Books from the Dead: Memories of My Mother

“Do you want Mum’s old books?” my father said, his eyebrows raised in question. His gray-blue eyes met mine. “They meant an awful lot to her.”

“Sure Dad,” I replied, “I’ll take them.”

I knew the books meant a lot to my mother, although, I wasn’t exactly sure why, other than the fact she loved books. Perhaps it was because they were quite old, some being published over a century ago. Perhaps it was because one belonged to her mother who had written her name in it. Perhaps it was because they were special finds while browsing antique stores to add to her collection of old novels. I imagine she read them, mindful of the fragile binding as she turned each page.  

My mother was an avid reader. I knew no one who read as much as she did. Every book she read, she read twice, minimum. She loved reading and she loved books. A trait I inherited. I knew my mother would be pleased I took her books, especially the old ones. My husband and I packed the boxes of books into our SUV and took them home where they were unloaded and awaited my sorting.

A few days passed, and I decided I had the time to open the boxes. I stood looking at the boxes of my deceased mother’s books.  She had been dead for a year and a half. I had grieved her. I still missed her. And I would always be sorry for the tragic way in which she died. 

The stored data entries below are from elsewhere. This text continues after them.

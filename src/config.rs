//! Analytics configuration. Loaded from JSON; every section has defaults.

use serde::{Deserialize, Serialize};
use std::path::PathBuf;

#[derive(Debug, Clone, Serialize, Deserialize)]
#[serde(default)]
pub struct AnalyticsConfig {
    /// Data directory (artifact store, reports)
    pub data_dir: PathBuf,
    /// Cohort JSON file or directory of files
    pub records_path: PathBuf,
    /// Sample-count driven model tiers
    pub tiers: TierConfig,
    /// Feature extraction parameters
    pub features: FeaturesConfig,
    /// Anomaly severity thresholds
    pub risk: RiskConfig,
    /// Retrain scheduling
    pub schedule: ScheduleConfig,
    /// Logging
    pub log: LogConfig,
}

/// Tier table: sample-count boundaries and the hyperparameters of each tier.
#[derive(Debug, Clone, Serialize, Deserialize)]
#[serde(default)]
pub struct TierConfig {
    /// Absolute minimum number of valid samples for any training call
    pub min_samples: usize,
    /// First sample count served by the tree tier
    pub medium_min_samples: usize,
    /// First sample count served by the ensemble tier
    pub large_min_samples: usize,
    pub ridge_alpha: f64,
    pub tree_max_depth: usize,
    pub forest_estimators: usize,
    pub forest_max_depth: usize,
    /// Cluster count per tier (small, medium, large)
    pub cluster_counts: [usize; 3],
    /// Assumed anomaly fraction per tier (small, medium, large)
    pub contamination: [f64; 3],
    /// Isolation trees per tier (small, medium, large)
    pub isolation_estimators: [usize; 3],
    /// Seed shared by every randomized fit
    pub seed: u64,
}

#[derive(Debug, Clone, Serialize, Deserialize)]
#[serde(default)]
pub struct FeaturesConfig {
    /// IQR multiplier for clipping on the prediction and clustering paths
    pub clip_iqr_k: f64,
    /// IQR multiplier for flagging on the anomaly path
    pub flag_iqr_k: f64,
    /// Cross-validation runs only from this many samples on
    pub cv_min_samples: usize,
    pub max_recommendations: usize,
}

#[derive(Debug, Clone, Serialize, Deserialize)]
#[serde(default)]
pub struct RiskConfig {
    /// Anomaly score below this is high severity
    pub high_threshold: f64,
    /// Anomaly score below this is medium severity
    pub medium_threshold: f64,
}

#[derive(Debug, Clone, Serialize, Deserialize)]
#[serde(default)]
pub struct ScheduleConfig {
    /// 0 runs a single training cycle
    pub retrain_interval_secs: u64,
}

#[derive(Debug, Clone, Serialize, Deserialize)]
#[serde(default)]
pub struct LogConfig {
    pub level: String,
    pub json: bool,
}

impl Default for AnalyticsConfig {
    fn default() -> Self {
        let data_dir = dirs::data_local_dir()
            .map(|d| d.join("cohort-insight"))
            .unwrap_or_else(|| PathBuf::from(".cohort-insight"));
        Self {
            records_path: data_dir.join("records"),
            data_dir,
            tiers: TierConfig::default(),
            features: FeaturesConfig::default(),
            risk: RiskConfig::default(),
            schedule: ScheduleConfig::default(),
            log: LogConfig::default(),
        }
    }
}

impl Default for TierConfig {
    fn default() -> Self {
        Self {
            min_samples: 3,
            medium_min_samples: 15,
            large_min_samples: 50,
            ridge_alpha: 1.0,
            tree_max_depth: 5,
            forest_estimators: 50,
            forest_max_depth: 10,
            cluster_counts: [2, 3, 4],
            contamination: [0.3, 0.2, 0.1],
            isolation_estimators: [50, 100, 100],
            seed: 42,
        }
    }
}

impl Default for FeaturesConfig {
    fn default() -> Self {
        Self {
            clip_iqr_k: 1.5,
            flag_iqr_k: 2.0,
            cv_min_samples: 10,
            max_recommendations: 4,
        }
    }
}

impl Default for RiskConfig {
    fn default() -> Self {
        Self {
            high_threshold: -0.5,
            medium_threshold: -0.2,
        }
    }
}

impl Default for ScheduleConfig {
    fn default() -> Self {
        Self {
            retrain_interval_secs: 0,
        }
    }
}

impl Default for LogConfig {
    fn default() -> Self {
        Self {
            level: "info".to_string(),
            json: true,
        }
    }
}

impl AnalyticsConfig {
    /// Load from JSON file if present; otherwise return default
    pub fn load(path: &std::path::Path) -> Self {
        if path.exists() {
            if let Ok(data) = std::fs::read_to_string(path) {
                if let Ok(c) = serde_json::from_str::<AnalyticsConfig>(&data) {
                    return c;
                }
            }
        }
        Self::default()
    }
}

With the opening of each box, I could smell her house. With the handling of each book, I could feel her presence.  With the reading of each title, I could feel her love of stories. I was filled with a mixture of comfort and sorrow.

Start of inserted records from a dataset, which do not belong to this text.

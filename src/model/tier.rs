//! Sample-count driven complexity tiers shared by all three models.

use crate::config::TierConfig;
use crate::error::AnalyticsError;
use serde::{Deserialize, Serialize};

#[derive(Debug, Clone, Copy, PartialEq, Eq, Hash, Serialize, Deserialize)]
#[serde(rename_all = "snake_case")]
pub enum Tier {
    Small,
    Medium,
    Large,
}

impl Tier {
    fn index(self) -> usize {
        match self {
            Tier::Small => 0,
            Tier::Medium => 1,
            Tier::Large => 2,
        }
    }
}

#[derive(Debug, Clone, Copy, PartialEq, Serialize, Deserialize)]
#[serde(tag = "kind", rename_all = "snake_case")]
pub enum RegressorParams {
    /// Ridge-regularized linear regression
    Ridge { alpha: f64 },
    /// Single CART regression tree
    Tree { max_depth: usize },
    /// Bootstrap-aggregated regression trees
    Forest { n_estimators: usize, max_depth: usize },
}

/// Everything a model needs to know about its tier.
#[derive(Debug, Clone, Copy, PartialEq, Serialize, Deserialize)]
pub struct TierPlan {
    pub tier: Tier,
    pub regressor: RegressorParams,
    pub clusters: usize,
    pub contamination: f64,
    pub isolation_estimators: usize,
    pub seed: u64,
}

#[derive(Debug, Clone)]
pub struct TierPolicy {
    config: TierConfig,
}

impl Default for TierPolicy {
    fn default() -> Self {
        Self::new(TierConfig::default())
    }
}

impl TierPolicy {
    pub fn new(config: TierConfig) -> Self {
        Self { config }
    }

    pub fn min_samples(&self) -> usize {
        self.config.min_samples
    }

    pub fn tier_for(&self, n: usize) -> Tier {
        if n < self.config.medium_min_samples {
            Tier::Small
        } else if n < self.config.large_min_samples {
            Tier::Medium
        } else {
            Tier::Large
        }
    }

    pub fn select(&self, n: usize) -> TierPlan {
        let tier = self.tier_for(n);
        let c = &self.config;
        let regressor = match tier {
            Tier::Small => RegressorParams::Ridge {
                alpha: c.ridge_alpha,
            },
            Tier::Medium => RegressorParams::Tree {
                max_depth: c.tree_max_depth,
            },
            Tier::Large => RegressorParams::Forest {
                n_estimators: c.forest_estimators,
                max_depth: c.forest_max_depth,
            },
        };
        TierPlan {
            tier,
            regressor,
            clusters: c.cluster_counts[tier.index()],
            contamination: c.contamination[tier.index()],
            isolation_estimators: c.isolation_estimators[tier.index()],
            seed: c.seed,
        }
    }

    /// Fail with [`AnalyticsError::InsufficientData`] below the absolute minimum.
    pub fn ensure_sufficient(&self, model: &'static str, n: usize) -> Result<(), AnalyticsError> {
        if n < self.config.min_samples {
            return Err(AnalyticsError::InsufficientData {
                model,
                available: n,
                required: self.config.min_samples,
            });
        }
        Ok(())
    }
}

It took me three passes through each box to know which ones I should keep.  My first pass through collected the really old books and found them a place on a shelf in our home office. That was the easy part. The other books would be more challenging. I went through them once and thought I had done a good job sorting them, however; the next day I was going through the books again. I wasn’t sure why, but there were more I needed to keep. I wasn’t sure if I would ever read them, but I knew I had to keep them. 

Once I had placed the books I was keeping in one of her bookcases that now stood in my house, I felt her energy swirling in the room. I placed on the book shelf one of her favorite trinkets and a photo of her as a child. I don’t know if I did that for me or for her.  I think it was both.

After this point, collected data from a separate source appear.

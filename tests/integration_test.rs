//! Integration test: config load, record loading, feature extraction, tiers,
//! risk thresholds, recommendations, artifact store.

mod common;

use cohort_insight::analysis::{AnomalyCategory, Archetype, GradePredictor};
use cohort_insight::config::{AnalyticsConfig, FeaturesConfig, RiskConfig};
use cohort_insight::error::StoreError;
use cohort_insight::features::{to_matrix, FeatureExtractor, FeatureSet, OutlierFences, OutlierPolicy};
use cohort_insight::model::{ModelKind, RegressorParams, Tier, TierPolicy};
use cohort_insight::recommend::{
    anomaly_remediation, cluster_recommendations, learning_path, learning_profile,
    prediction_recommendations, LearningType, Weakness,
};
use cohort_insight::records::{load_records, Presence, StudentRecord};
use cohort_insight::risk::{AlertLevel, RiskEngine, Severity};
use cohort_insight::storage::ArtifactStore;
use common::{cohort, empty_student, student};
use std::path::Path;

#[test]
fn config_load_default() {
    let c = AnalyticsConfig::load(Path::new("nonexistent.json"));
    assert_eq!(c.tiers.min_samples, 3);
    assert_eq!(c.tiers.cluster_counts, [2, 3, 4]);
    assert_eq!(c.tiers.seed, 42);
    assert_eq!(c.features.max_recommendations, 4);
    assert_eq!(c.risk.high_threshold, -0.5);
    assert_eq!(c.schedule.retrain_interval_secs, 0);
}

#[test]
fn config_partial_file_keeps_other_defaults() {
    let dir = tempfile::tempdir().unwrap();
    let path = dir.path().join("config.json");
    std::fs::write(&path, r#"{"tiers": {"min_samples": 5}, "log": {"json": false}}"#).unwrap();
    let c = AnalyticsConfig::load(&path);
    assert_eq!(c.tiers.min_samples, 5);
    assert_eq!(c.tiers.medium_min_samples, 15);
    assert!(!c.log.json);
    assert_eq!(c.log.level, "info");
}

#[test]
fn tier_policy_boundaries() {
    let policy = TierPolicy::default();
    assert_eq!(policy.tier_for(3), Tier::Small);
    assert_eq!(policy.tier_for(14), Tier::Small);
    assert_eq!(policy.tier_for(15), Tier::Medium);
    assert_eq!(policy.tier_for(49), Tier::Medium);
    assert_eq!(policy.tier_for(50), Tier::Large);

    let small = policy.select(12);
    assert_eq!(small.regressor, RegressorParams::Ridge { alpha: 1.0 });
    assert_eq!(small.clusters, 2);
    assert_eq!(small.contamination, 0.3);

    let medium = policy.select(40);
    assert_eq!(medium.regressor, RegressorParams::Tree { max_depth: 5 });
    assert_eq!(medium.clusters, 3);
    assert_eq!(medium.contamination, 0.2);

    let large = policy.select(200);
    assert!(matches!(large.regressor, RegressorParams::Forest { .. }));
    assert_eq!(large.clusters, 4);
    assert_eq!(large.contamination, 0.1);

    assert_eq!(policy.select(40), policy.select(40));
    assert!(policy.ensure_sufficient("m", 2).is_err());
    assert!(policy.ensure_sufficient("m", 3).is_ok());
}

#[test]
fn absent_categories_resolve_to_neutral_defaults() {
    let extractor = FeatureExtractor::new(FeaturesConfig::default());
    let empty = empty_student("e");
    for set in [FeatureSet::Prediction, FeatureSet::Clustering, FeatureSet::Anomaly] {
        let v = extractor.vectorize(&empty, set).unwrap();
        assert_eq!(v.values.len(), set.dim());
        assert!(v.values.iter().all(|x| x.is_finite() && *x >= 0.0));
        assert_eq!(v.populated_fraction(), 0.0, "{set:?}");
    }
}

#[test]
fn derived_indicators_follow_formulas() {
    let extractor = FeatureExtractor::new(FeaturesConfig::default());
    let record = StudentRecord::new("f")
        .with_homework(vec![80.0, 0.0, 90.0, 70.0])
        .with_discussion(3, 2, 4)
        .with_video(&[(100.0, 0.2), (50.0, 0.0), (50.0, 0.4)]);

    let v = extractor.vectorize(&record, FeatureSet::Clustering).unwrap();
    assert_eq!(v.get("completion_rate"), Some(0.75));
    assert_eq!(v.get("learning_ability"), Some(80.0));
    // 3·2 + 2 + 4·0.5
    assert_eq!(v.get("engagement"), Some(10.0));
    // 200 minutes, mean non-zero rumination 0.3
    let investment = v.get("investment").unwrap();
    assert!((investment - 140.0).abs() < 1e-9);
    let std = (200.0f64 / 3.0).sqrt();
    let expected = 1.0 / (1.0 + std / (80.0 + 1e-6));
    assert!((v.get("consistency").unwrap() - expected).abs() < 1e-12);
    // no synthesis and no exam: falls back to the homework average
    assert_eq!(v.get("academic_performance"), Some(80.0));

    let with_exam = record.clone().with_exam(66.0);
    let v = extractor.vectorize(&with_exam, FeatureSet::Clustering).unwrap();
    assert_eq!(v.get("academic_performance"), Some(66.0));
    let with_synthesis = with_exam.with_synthesis(77.0, 70.0);
    let v = extractor.vectorize(&with_synthesis, FeatureSet::Clustering).unwrap();
    assert_eq!(v.get("academic_performance"), Some(77.0));
}

#[test]
fn rumination_penalty_is_capped() {
    let extractor = FeatureExtractor::new(FeaturesConfig::default());
    let record = StudentRecord::new("r").with_video(&[(100.0, 0.9)]);
    let v = extractor.vectorize(&record, FeatureSet::Prediction).unwrap();
    assert_eq!(v.get("video_engagement"), Some(50.0));
}

#[test]
fn consistency_is_neutral_below_three_scores() {
    let extractor = FeatureExtractor::new(FeaturesConfig::default());
    let record = StudentRecord::new("c").with_homework(vec![40.0, 0.0, 95.0]);
    let v = extractor.vectorize(&record, FeatureSet::Anomaly).unwrap();
    assert_eq!(v.get("homework_consistency"), Some(0.5));
}

#[test]
fn malformed_record_is_skipped_not_fatal() {
    let extractor = FeatureExtractor::new(FeaturesConfig::default());
    let mut records = cohort(4);
    records.insert(1, StudentRecord::new("bad").with_homework(vec![f64::NAN, 50.0]));
    records.push(StudentRecord::new("neg").with_video(&[(-3.0, 0.1)]));
    records.push(StudentRecord::new("long").with_homework(vec![50.0; 9]));

    let (vectors, ids) = extractor.extract(&records, FeatureSet::Prediction);
    assert_eq!(vectors.len(), 4);
    assert_eq!(ids, vec!["u000", "u001", "u002", "u003"]);
    assert!(ids.iter().zip(&vectors).all(|(id, v)| *id == v.user_id));

    let mut predictor = GradePredictor::new(&AnalyticsConfig::default());
    let summary = predictor.try_train(&records).unwrap();
    assert_eq!(summary.samples, 4);
    assert_eq!(summary.skipped, 3);
}

#[test]
fn fences_clip_or_flag_by_policy() {
    let extractor = FeatureExtractor::new(FeaturesConfig::default());
    let mut records = cohort(9);
    records.push(
        StudentRecord::new("extreme")
            .with_homework(vec![60.0; 8])
            .with_discussion(400, 0, 0)
            .with_synthesis(60.0, 55.0),
    );
    let (vectors, _) = extractor.extract(&records, FeatureSet::Prediction);
    let mut m = to_matrix(&vectors);
    let col = FeatureSet::Prediction.index_of("discussion_activity").unwrap();
    let raw = m[[9, col]];

    let flag = OutlierFences::fit(&m, OutlierPolicy::Flag(2.0));
    assert!(flag.flagged(vectors[9].as_slice()).contains(&col));
    let mut flagged = m.clone();
    flag.apply(&mut flagged);
    assert_eq!(flagged[[9, col]], raw);

    let clip = OutlierFences::fit(&m, OutlierPolicy::Clip(1.5));
    clip.apply(&mut m);
    assert!(m[[9, col]] < raw);
    assert_eq!(m[[9, col]], clip.upper[col]);
}

#[test]
fn presence_serializes_as_null() {
    let record = StudentRecord::new("p").with_exam(70.0);
    let json = serde_json::to_value(&record).unwrap();
    assert!(json["homework"].is_null());
    assert_eq!(json["exam"]["score"], 70.0);

    let parsed: StudentRecord = serde_json::from_str(r#"{"user_id": "q", "discussion": {"posted": 1, "replied": 2, "upvotes": 3}}"#).unwrap();
    assert!(parsed.discussion.is_present());
    assert_eq!(parsed.video, Presence::Absent);
    assert_eq!(parsed.synthesis, Presence::Absent);
}

#[test]
fn loader_reads_file_and_directory() {
    let dir = tempfile::tempdir().unwrap();
    let records = cohort(3);
    let single = dir.path().join("single.json");
    std::fs::write(&single, serde_json::to_string(&records[0]).unwrap()).unwrap();
    assert_eq!(load_records(&single).unwrap().len(), 1);

    let nested = dir.path().join("term-2");
    std::fs::create_dir(&nested).unwrap();
    std::fs::write(nested.join("cohort.json"), serde_json::to_string(&records[1..]).unwrap()).unwrap();
    std::fs::write(dir.path().join("notes.txt"), "not json").unwrap();
    std::fs::write(dir.path().join("broken.json"), "{ nope").unwrap();

    let loaded = load_records(dir.path()).unwrap();
    assert_eq!(loaded.len(), 3);
    assert!(load_records(&dir.path().join("missing")).is_err());
}

#[test]
fn risk_engine_thresholds() {
    let engine = RiskEngine::new(RiskConfig::default());
    assert_eq!(engine.severity(-0.9), Severity::High);
    assert_eq!(engine.severity(-0.3), Severity::Medium);
    assert_eq!(engine.severity(-0.1), Severity::Low);
    assert_eq!(engine.alert_level(-0.1, true, false), AlertLevel::Urgent);
    assert_eq!(engine.alert_level(-0.1, false, true), AlertLevel::Warning);
    assert_eq!(engine.alert_level(-0.3, false, false), AlertLevel::Warning);
    assert_eq!(engine.alert_level(-0.1, false, false), AlertLevel::Attention);
}

#[test]
fn anomaly_categories_follow_scaled_thresholds() {
    let dim = FeatureSet::Anomaly.dim();
    let idx = |n: &str| FeatureSet::Anomaly.index_of(n).unwrap();

    assert_eq!(AnomalyCategory::classify(&vec![0.0; dim]), vec![AnomalyCategory::Unknown]);

    let mut v = vec![0.0; dim];
    v[idx("academic_performance")] = -2.0;
    v[idx("homework_completion_rate")] = 1.0;
    v[idx("engagement_score")] = -1.5;
    let tags = AnomalyCategory::classify(&v);
    assert!(tags.contains(&AnomalyCategory::PoorPerformance));
    assert!(tags.contains(&AnomalyCategory::InconsistentBehavior));
    assert!(tags.contains(&AnomalyCategory::LowEngagement));
    assert!(!tags.contains(&AnomalyCategory::ExcessiveStruggle));

    let mut v = vec![0.0; dim];
    v[idx("video_rumination_ratio")] = 2.0;
    v[idx("homework_consistency")] = -1.2;
    assert_eq!(
        AnomalyCategory::classify(&v),
        vec![AnomalyCategory::IrregularPattern, AnomalyCategory::ExcessiveStruggle]
    );
}

#[test]
fn prediction_rules_are_capped() {
    let extractor = FeatureExtractor::new(FeaturesConfig::default());
    let v = extractor
        .vectorize(&empty_student("e"), FeatureSet::Prediction)
        .unwrap();
    // neutral consistency (0.5) sits exactly on its threshold and does not fire
    let all = prediction_recommendations(&v, 10);
    assert_eq!(all.len(), 5);
    assert_eq!(prediction_recommendations(&v, 4).len(), 4);

    let strong = extractor
        .vectorize(&student("s", 1.0, 0.0), FeatureSet::Prediction)
        .unwrap();
    assert!(prediction_recommendations(&strong, 4).is_empty());
}

#[test]
fn remediation_is_deduplicated_and_capped() {
    let steps = anomaly_remediation(&[
        AnomalyCategory::PoorPerformance,
        AnomalyCategory::LowEngagement,
        AnomalyCategory::PoorPerformance,
    ]);
    assert_eq!(steps.len(), 5);
    let mut unique = steps.clone();
    unique.sort();
    unique.dedup();
    assert_eq!(unique.len(), steps.len());
    assert!(anomaly_remediation(&[AnomalyCategory::Unknown]).is_empty());

    assert_eq!(cluster_recommendations(Archetype::for_cluster(2)).len(), 3);
    assert_eq!(cluster_recommendations(None).len(), 1);
}

#[test]
fn learning_profile_bands() {
    let weak = StudentRecord::new("w")
        .with_homework(vec![50.0, 0.0, 55.0, 0.0, 52.0])
        .with_discussion(1, 0, 1)
        .with_video(&[(40.0, 0.5)])
        .with_synthesis(55.0, 50.0);
    let profile = learning_profile(&weak).unwrap();
    assert_eq!(profile.learning_type, LearningType::PassiveLearner);
    for w in [
        Weakness::LowHomeworkScores,
        Weakness::LowCompletion,
        Weakness::LowDiscussion,
        Weakness::LowVideoTime,
        Weakness::HighRumination,
    ] {
        assert!(profile.weaknesses.contains(&w), "missing {w:?}");
    }
    assert!(profile.resources.len() <= 6);
    assert!(profile.weekly_goals.len() <= 4);
    assert_eq!(profile.strategies.len(), 5);

    let strong = StudentRecord::new("s")
        .with_homework(vec![92.0, 90.0, 94.0, 91.0])
        .with_discussion(8, 6, 4)
        .with_video(&[(200.0, 0.1), (150.0, 0.1)])
        .with_synthesis(93.0, 90.0);
    let profile = learning_profile(&strong).unwrap();
    assert_eq!(profile.learning_type, LearningType::HighPerformer);
    assert!(profile.weaknesses.is_empty());
    assert_eq!(profile.strengths.len(), 4);

    assert_eq!(
        learning_profile(&empty_student("e")).unwrap().learning_type,
        LearningType::Unknown
    );
}

#[test]
fn learning_path_milestones() {
    let record = StudentRecord::new("l").with_synthesis(62.0, 60.0);
    let path = learning_path(&record, None).unwrap();
    assert_eq!(path.target_score, 72.0);
    assert_eq!(path.gap, 10.0);
    assert_eq!(path.estimated_weeks, 5);
    assert_eq!(path.milestones.len(), 3);
    assert_eq!(path.milestones[2].target_score, 72.0);
    assert!(path.milestones.windows(2).all(|w| w[0].week <= w[1].week));

    let far = learning_path(&record, Some(95.0)).unwrap();
    assert_eq!(far.priority_actions.len(), 3);
    assert_eq!(learning_path(&record, Some(63.0)).unwrap().estimated_weeks, 2);
}

#[test]
fn storage_roundtrip() {
    let dir = tempfile::tempdir().unwrap();
    let path = dir.path().join("artifacts.db");
    let store = ArtifactStore::open(&path, b"test-secret").unwrap();

    let mut predictor = GradePredictor::new(&AnalyticsConfig::default());
    assert!(predictor.train(&cohort(10)));
    let artifact = predictor.artifact().unwrap();
    store.save(artifact).unwrap();

    let loaded = store
        .load_latest::<cohort_insight::analysis::PredictorParams>(ModelKind::GradePredictor)
        .unwrap()
        .unwrap();
    assert_eq!(&loaded, artifact);
    assert!(store
        .load_latest::<cohort_insight::analysis::ClustererParams>(ModelKind::BehaviorClusterer)
        .unwrap()
        .is_none());

    let history = store.history(ModelKind::GradePredictor).unwrap();
    assert_eq!(history.len(), 1);
    assert_eq!(history[0].id, artifact.id.to_string());
    assert_eq!(history[0].sample_count, 10);
}

#[test]
fn storage_newest_wins_and_prune() {
    let dir = tempfile::tempdir().unwrap();
    let store = ArtifactStore::open(&dir.path().join("a.db"), b"k").unwrap();
    let mut predictor = GradePredictor::new(&AnalyticsConfig::default());

    assert!(predictor.train(&cohort(8)));
    let mut old = predictor.artifact().unwrap().clone();
    old.trained_at = old.trained_at - chrono::Duration::days(30);
    store.save(&old).unwrap();

    assert!(predictor.train(&cohort(12)));
    let new = predictor.artifact().unwrap().clone();
    store.save(&new).unwrap();

    let latest = store
        .load_latest::<cohort_insight::analysis::PredictorParams>(ModelKind::GradePredictor)
        .unwrap()
        .unwrap();
    assert_eq!(latest.id, new.id);

    let cutoff = chrono::Utc::now() - chrono::Duration::days(1);
    assert_eq!(store.prune_before(cutoff).unwrap(), 1);
    assert_eq!(store.history(ModelKind::GradePredictor).unwrap().len(), 1);
}

#[test]
fn storage_wrong_secret_fails_to_decrypt() {
    let dir = tempfile::tempdir().unwrap();
    let path = dir.path().join("a.db");
    let mut predictor = GradePredictor::new(&AnalyticsConfig::default());
    assert!(predictor.train(&cohort(6)));
    {
        let store = ArtifactStore::open(&path, b"right").unwrap();
        store.save(predictor.artifact().unwrap()).unwrap();
    }
    let store = ArtifactStore::open(&path, b"wrong").unwrap();
    let result = store.load_latest::<cohort_insight::analysis::PredictorParams>(ModelKind::GradePredictor);
    assert!(matches!(result, Err(StoreError::Crypto)));
}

Later that day, my husband and I were in the kitchen when I felt a sadness sweep over me like a chill, and I began weeping. I had not taken into account what handling her books, objects she held in her hands for hours a time, would have on me, and how those hands had belonged to a woman who had been both the source of suffering and comfort in my life. 

Death has always been a very difficult thing for me to process. I imagine it is for most. For me, it was my introduction to the finality of death at a young age, and the grief it caused never really left me. I lost three of my four grandparents starting at the age of six and proceeding every two years until age ten. Two of those who passed were my mother’s parents. I watched her take the telephone call informing her that her mother had died. I stood feeling helpless as she embraced the news. I was a quiet child and my mother often seemed all powerful, yet on that day her power failed her and she melted down the wall, phone in hand, sobbing. 

The early Sunday morning my mother passed I was startled awake by the distinct feeling of a presence at the foot of my bed. I gasped as I sat up, fully expecting to see someone standing there, the feeling quite strong.  My mother’s death certificate confirmed the time of her passing. I knew the presence I felt was hers. 

My mother loved books. She loved reading anything I wrote, and she loved me. She’d be happy that I display her special, old books as she once did.  I took the photograph below to show my dad what I did with them. I wish I could show her, but something tells me she knows.